Specifically, the program incorporates a town-wide inventory of all roadways, providing a description of each including length, width, surface type and estimated average daily traffic. It also provides condition attributes such as the type, severity and extent of distress in terms of percentage of roadway affected. This distress may be manifested by alligator cracking, linear cracking, potholes, patching and rutting. Based on this evaluation, the roadway receives a roadway surface rating and is recommended for a specific repair treatment at an estimated cost.
Preservation treatments employed by engineering, depending on the condition of the pavements, are crack sealing, fog sealing, microsurfacing and Cape Seal. In addition, the town has utilized mill & fill, reclamation and last year for the first time tried cold-in-place recycling.
Livsey and the Lexington engineering staff will carefully monitor the performance of the non-toxic, organic rejuvenating fog seal as a potential addition to the town’s growing list of pavement preservation treatments.
The contractor actually shares this goal for their own expanding list of preservation services.

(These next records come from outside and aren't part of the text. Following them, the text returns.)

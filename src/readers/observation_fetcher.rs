use crate::error::FetchError;
use crate::models::{observations_from_payload, Place, RawObservation};
use crate::readers::api_client::HistorySource;
use crate::readers::cache_store::CacheStore;
use serde::{Deserialize, Serialize};
use std::time::Duration;
use tracing::{debug, info, warn};

/// What to do with freshly fetched data when the cache write fails.
#[derive(Debug, Clone, Copy, Default, PartialEq, Eq, Serialize, Deserialize, clap::ValueEnum)]
#[serde(rename_all = "snake_case")]
pub enum CacheWritePolicy {
    /// Use the observations for this run anyway
    #[default]
    KeepFetched,
    /// Treat the pair as failed
    SkipPair,
}

#[derive(Debug, Clone, Copy, PartialEq, Eq)]
pub enum FetchOrigin {
    Cache,
    Remote,
}

#[derive(Debug, Clone)]
pub struct FetchOutcome {
    pub observations: Vec<RawObservation>,
    pub origin: FetchOrigin,
    /// False only when a remote payload could not be written to the cache
    pub cache_written: bool,
}

/// Cache-first access to the observations of one place and day.
pub struct ObservationFetcher<S> {
    cache: CacheStore,
    source: Option<S>,
    rate_limit: Option<Duration>,
    cache_write_policy: CacheWritePolicy,
}

impl<S: HistorySource> ObservationFetcher<S> {
    pub fn new(cache: CacheStore, source: S) -> Self {
        Self {
            cache,
            source: Some(source),
            rate_limit: None,
            cache_write_policy: CacheWritePolicy::default(),
        }
    }

    /// Cache only. Every miss is reported as [`FetchError::OfflineMiss`].
    pub fn offline(cache: CacheStore) -> Self {
        Self {
            cache,
            source: None,
            rate_limit: None,
            cache_write_policy: CacheWritePolicy::default(),
        }
    }

    /// Pause after every remote call. A zero delay disables the pause.
    pub fn with_rate_limit(mut self, delay: Duration) -> Self {
        self.rate_limit = (!delay.is_zero()).then_some(delay);
        self
    }

    pub fn with_cache_write_policy(mut self, policy: CacheWritePolicy) -> Self {
        self.cache_write_policy = policy;
        self
    }

    pub fn cache(&self) -> &CacheStore {
        &self.cache
    }

    pub fn is_offline(&self) -> bool {
        self.source.is_none()
    }

    pub async fn fetch(&self, place: &Place, date: &str) -> Result<FetchOutcome, FetchError> {
        if let Some(payload) = self.cache.get(place, date) {
            match observations_from_payload(&payload) {
                Some(observations) => {
                    return Ok(FetchOutcome {
                        observations,
                        origin: FetchOrigin::Cache,
                        cache_written: true,
                    })
                }
                None => warn!(
                    "Cached payload for {} date {} has no observation list, refetching",
                    place, date
                ),
            }
        }

        let Some(source) = &self.source else {
            return Err(FetchError::OfflineMiss {
                place: place.to_string(),
                date: date.to_string(),
            });
        };

        info!("Querying API for {} date {}", place, date);
        let result = source.fetch_history(place, date).await;

        // The quota counts calls, failed or not
        if let Some(delay) = self.rate_limit {
            debug!("Rate limit: sleeping {:?}", delay);
            tokio::time::sleep(delay).await;
        }

        let payload = result?;
        let observations =
            observations_from_payload(&payload).ok_or_else(|| FetchError::MissingObservations {
                place: place.to_string(),
                date: date.to_string(),
            })?;

        let cache_written = match self.cache.put(place, date, &payload) {
            Ok(_) => true,
            Err(e) => match self.cache_write_policy {
                CacheWritePolicy::KeepFetched => {
                    warn!("{}; keeping fetched data for this run", e);
                    false
                }
                CacheWritePolicy::SkipPair => return Err(e.into()),
            },
        };

        Ok(FetchOutcome {
            observations,
            origin: FetchOrigin::Remote,
            cache_written,
        })
    }
}

#[cfg(test)]
mod tests {
    use super::*;
    use serde_json::{json, Value};
    use std::cell::Cell;
    use std::fs;
    use tempfile::TempDir;

    struct StubSource {
        payload: Option<Value>,
        calls: Cell<usize>,
    }

    impl StubSource {
        fn returning(payload: Value) -> Self {
            Self {
                payload: Some(payload),
                calls: Cell::new(0),
            }
        }

        fn failing() -> Self {
            Self {
                payload: None,
                calls: Cell::new(0),
            }
        }
    }

    impl HistorySource for &StubSource {
        async fn fetch_history(&self, place: &Place, date: &str) -> Result<Value, FetchError> {
            self.calls.set(self.calls.get() + 1);
            self.payload
                .clone()
                .ok_or_else(|| FetchError::MissingObservations {
                    place: place.to_string(),
                    date: date.to_string(),
                })
        }
    }

    fn payload(temp: &str) -> Value {
        json!({
            "history": {
                "observations": [{
                    "utcdate": {"year": "2024", "mon": "01", "mday": "01", "hour": "12", "min": "00"},
                    "tempm": temp
                }]
            }
        })
    }

    fn oslo() -> Place {
        Place::new("Norway/Oslo").unwrap()
    }

    #[tokio::test]
    async fn test_miss_fetches_and_caches() {
        let dir = TempDir::new().unwrap();
        let source = StubSource::returning(payload("5"));
        let fetcher = ObservationFetcher::new(CacheStore::new(dir.path()), &source);

        let outcome = fetcher.fetch(&oslo(), "20240101").await.unwrap();

        assert_eq!(outcome.origin, FetchOrigin::Remote);
        assert!(outcome.cache_written);
        assert_eq!(outcome.observations.len(), 1);
        assert_eq!(source.calls.get(), 1);
        assert!(fetcher.cache().path_for(&oslo(), "20240101").exists());
    }

    #[tokio::test]
    async fn test_warm_cache_is_idempotent() {
        let dir = TempDir::new().unwrap();
        let source = StubSource::returning(payload("5"));
        let fetcher = ObservationFetcher::new(CacheStore::new(dir.path()), &source);

        let first = fetcher.fetch(&oslo(), "20240101").await.unwrap();
        let second = fetcher.fetch(&oslo(), "20240101").await.unwrap();
        let third = fetcher.fetch(&oslo(), "20240101").await.unwrap();

        assert_eq!(source.calls.get(), 1);
        assert_eq!(second.origin, FetchOrigin::Cache);
        assert_eq!(first.observations, second.observations);
        assert_eq!(second.observations, third.observations);
    }

    #[tokio::test]
    async fn test_corrupt_cache_falls_back_to_remote() {
        let dir = TempDir::new().unwrap();
        let store = CacheStore::new(dir.path());
        let path = store.path_for(&oslo(), "20240101");
        fs::create_dir_all(path.parent().unwrap()).unwrap();
        fs::write(&path, "not json").unwrap();

        let source = StubSource::returning(payload("5"));
        let fetcher = ObservationFetcher::new(store, &source);
        let outcome = fetcher.fetch(&oslo(), "20240101").await.unwrap();

        assert_eq!(outcome.origin, FetchOrigin::Remote);
        assert_eq!(source.calls.get(), 1);
        // Repaired on disk
        let cached: Value = serde_json::from_str(&fs::read_to_string(&path).unwrap()).unwrap();
        assert_eq!(cached, payload("5"));
    }

    #[tokio::test]
    async fn test_payload_without_observations_fails_and_is_not_cached() {
        let dir = TempDir::new().unwrap();
        let source = StubSource::returning(json!({"response": {"error": {"type": "keynotfound"}}}));
        let fetcher = ObservationFetcher::new(CacheStore::new(dir.path()), &source);

        let err = fetcher.fetch(&oslo(), "20240101").await.unwrap_err();

        assert!(matches!(err, FetchError::MissingObservations { .. }));
        assert!(!fetcher.cache().path_for(&oslo(), "20240101").exists());
    }

    #[tokio::test]
    async fn test_remote_failure_is_reported() {
        let dir = TempDir::new().unwrap();
        let source = StubSource::failing();
        let fetcher = ObservationFetcher::new(CacheStore::new(dir.path()), &source);

        assert!(fetcher.fetch(&oslo(), "20240101").await.is_err());
        assert_eq!(source.calls.get(), 1);
    }

    #[tokio::test]
    async fn test_offline_miss() {
        let dir = TempDir::new().unwrap();
        let fetcher: ObservationFetcher<&StubSource> =
            ObservationFetcher::offline(CacheStore::new(dir.path()));

        let err = fetcher.fetch(&oslo(), "20240101").await.unwrap_err();
        assert!(matches!(err, FetchError::OfflineMiss { .. }));
        assert!(fetcher.is_offline());
    }

    fn blocked_cache(dir: &TempDir) -> CacheStore {
        // A file where the place directory should be makes every put fail
        fs::create_dir_all(dir.path().join("Norway")).unwrap();
        fs::write(dir.path().join("Norway").join("Oslo"), "blocked").unwrap();
        CacheStore::new(dir.path())
    }

    #[tokio::test]
    async fn test_cache_write_failure_keeps_fetched_data() {
        let dir = TempDir::new().unwrap();
        let source = StubSource::returning(payload("5"));
        let fetcher = ObservationFetcher::new(blocked_cache(&dir), &source)
            .with_cache_write_policy(CacheWritePolicy::KeepFetched);

        let outcome = fetcher.fetch(&oslo(), "20240101").await.unwrap();

        assert!(!outcome.cache_written);
        assert_eq!(outcome.observations.len(), 1);
    }

    #[tokio::test]
    async fn test_cache_write_failure_skips_pair() {
        let dir = TempDir::new().unwrap();
        let source = StubSource::returning(payload("5"));
        let fetcher = ObservationFetcher::new(blocked_cache(&dir), &source)
            .with_cache_write_policy(CacheWritePolicy::SkipPair);

        let err = fetcher.fetch(&oslo(), "20240101").await.unwrap_err();
        assert!(matches!(err, FetchError::CacheWrite(_)));
    }

    #[tokio::test(start_paused = true)]
    async fn test_rate_limit_only_after_remote_calls() {
        let dir = TempDir::new().unwrap();
        let source = StubSource::returning(payload("5"));
        let fetcher = ObservationFetcher::new(CacheStore::new(dir.path()), &source)
            .with_rate_limit(Duration::from_secs(7));

        let start = tokio::time::Instant::now();
        fetcher.fetch(&oslo(), "20240101").await.unwrap();
        fetcher.fetch(&oslo(), "20240102").await.unwrap();
        let after_remote = start.elapsed();
        fetcher.fetch(&oslo(), "20240101").await.unwrap();

        assert_eq!(source.calls.get(), 2);
        assert!(after_remote >= Duration::from_secs(14));
        assert_eq!(start.elapsed(), after_remote);
    }
}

Indus (formerly Sealcoating Inc. of Hingham, MA) has applied Lexington’s pavement preservation treatments for several years and consulted with Collaborative Aggregates as the new product was being developed. The contractor sought, and received, permission to try out the new product for the Lexington fog seal applications. The company has pursued the development and application of pavement preservation techniques for communities over many years. These efforts are spearheaded by the company’s sales and marketing manager, Dan Patenaude, P.E.

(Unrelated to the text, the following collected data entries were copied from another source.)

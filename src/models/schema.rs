use std::collections::HashSet;

use crate::models::RawObservation;
use crate::utils::constants::PRESSURE_FIELD_MARKER;

/// Ordered list of fields extracted from every observation. The order is
/// also the column order of each place block in the dataset.
#[derive(Debug, Clone, PartialEq, Eq)]
pub struct FieldSchema {
    fields: Vec<String>,
}

impl FieldSchema {
    pub fn new<I, S>(fields: I) -> Self
    where
        I: IntoIterator<Item = S>,
        S: Into<String>,
    {
        Self {
            fields: fields.into_iter().map(Into::into).collect(),
        }
    }

    pub fn fields(&self) -> &[String] {
        &self.fields
    }

    pub fn len(&self) -> usize {
        self.fields.len()
    }

    pub fn is_empty(&self) -> bool {
        self.fields.is_empty()
    }

    /// Extract one value per schema field. The result always has
    /// `self.len()` entries: absent fields and sentinels become `""`.
    pub fn extract(&self, observation: &RawObservation, sentinels: &SentinelSet) -> Vec<String> {
        self.fields
            .iter()
            .map(|field| match observation.text(field) {
                Some(value) => sentinels.clean(field, value),
                None => String::new(),
            })
            .collect()
    }
}

/// Raw values that mean "missing".
#[derive(Debug, Clone, Default, PartialEq, Eq)]
pub struct SentinelSet {
    values: HashSet<String>,
}

impl SentinelSet {
    pub fn new<I, S>(values: I) -> Self
    where
        I: IntoIterator<Item = S>,
        S: Into<String>,
    {
        Self {
            values: values.into_iter().map(Into::into).collect(),
        }
    }

    pub fn contains(&self, value: &str) -> bool {
        self.values.contains(value)
    }

    /// Pressure fields pass through untouched.
    pub fn clean(&self, field: &str, value: String) -> String {
        if !is_pressure_field(field) && self.contains(&value) {
            String::new()
        } else {
            value
        }
    }
}

pub fn is_pressure_field(field: &str) -> bool {
    field.contains(PRESSURE_FIELD_MARKER)
}

#[cfg(test)]
mod tests {
    use super::*;
    use crate::utils::constants::DEFAULT_SENTINELS;
    use serde_json::json;

    fn observation(fields: serde_json::Value) -> RawObservation {
        let mut value = json!({
            "utcdate": {"year": "2024", "mon": "01", "mday": "01", "hour": "12", "min": "00"}
        });
        for (k, v) in fields.as_object().unwrap() {
            value[k] = v.clone();
        }
        serde_json::from_value(value).unwrap()
    }

    #[test]
    fn test_extract_keeps_schema_length() {
        let schema = FieldSchema::new(["conds", "tempm", "hum", "wspdm"]);
        let sentinels = SentinelSet::new(DEFAULT_SENTINELS.iter().copied());
        let obs = observation(json!({"tempm": "4.0", "extra": "ignored"}));

        let values = schema.extract(&obs, &sentinels);

        assert_eq!(values.len(), schema.len());
        assert_eq!(values, vec!["", "4.0", "", ""]);
    }

    #[test]
    fn test_sentinels_replaced_except_pressure() {
        let schema = FieldSchema::new(["tempm", "pressurem", "wgustm", "pressurei"]);
        let sentinels = SentinelSet::new(DEFAULT_SENTINELS.iter().copied());
        let obs = observation(json!({
            "tempm": "-9999",
            "pressurem": "-9999",
            "wgustm": "-9999.0",
            "pressurei": "-9999.00"
        }));

        let values = schema.extract(&obs, &sentinels);

        assert_eq!(values, vec!["", "-9999", "", "-9999.00"]);
    }

    #[test]
    fn test_empty_sentinel_set_keeps_values() {
        let schema = FieldSchema::new(["tempm"]);
        let obs = observation(json!({"tempm": "-9999"}));
        assert_eq!(schema.extract(&obs, &SentinelSet::default()), vec!["-9999"]);
    }
}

Patenaude spent 11 years in construction management and commercial real estate development, and ten years as Public Works Director for the Town of Wallkill in New York, before joining Sealcoating Inc. in 2012. He and colleagues promote pavement preservation treatments throughout New England and downstate New York.
According to Patenaude, there are two options in improving pavement conditions and longevity: preventive care or reactive care. He notes that traditionally many agencies’ approach is performing reactive road construction, which has a serious negative impact on taxpayers’ bottom line. In contrast, putting the focus on preservation does the opposite. He indicates that performing more frequent, less invasive treatments helps roads last longer and less costly to maintain. He adds that preservation doesn’t just extend the service life of the road being repaired, it raises the overall average quality of an entire network.